Each of the lines below must be restated exactly.

* _Saved entries_
_ _ _ _ _
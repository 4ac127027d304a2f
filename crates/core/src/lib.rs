//! GoMarketplace Core - Cart domain types.
//!
//! This crate provides the types shared by every GoMarketplace cart component:
//! - `cart` - The persistent cart store
//! - `cli` - Command-line consumer of the cart store
//!
//! # Architecture
//!
//! The core crate contains only types and pure operations - no I/O, no storage
//! access, no async runtime. Mutating a [`CartCollection`] is synchronous; the
//! `cart` crate decides when and where the result is persisted.
//!
//! # Modules
//!
//! - [`types`] - Newtype wrappers for product IDs, prices, and quantities
//! - [`collection`] - The ordered, identifier-unique cart collection
//! - [`codec`] - Text encoding of a collection for key-value storage

#![cfg_attr(not(test), forbid(unsafe_code))]

pub mod codec;
pub mod collection;
pub mod types;

pub use codec::CodecError;
pub use collection::{CartCollection, Change, CollectionError};
pub use types::*;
_ _ _ _ _
* _EXERCISE SOLUTION_
repository 4ac127027d304a2f
filename crates/core/src/lib.rs
//! GoMarketplace Core - Cart domain types.
//!
//! This crate provides the types shared by every GoMarketplace cart component:
//! - `cart` - The persistent cart store
//! - `cli` - Command-line consumer of the cart store
//!
//! # Architecture
//!
//! The core crate contains only types and pure operations - no I/O, no storage
//! access, no async runtime. Mutating a [`CartCollection`] is synchronous; the
//! `cart` crate decides when and where the result is persisted.
//!
//! # Modules
//!
//! - [`types`] - Newtype wrappers for product IDs, prices, and quantities
//! - [`collection`] - The ordered, identifier-unique cart collection
//! - [`codec`] - Text encoding of a collection for key-value storage

#![cfg_attr(not(test), forbid(unsafe_code))]

pub mod codec;
pub mod collection;
pub mod types;

pub use codec::CodecError;
pub use collection::{CartCollection, Change, CollectionError};
pub use types::*;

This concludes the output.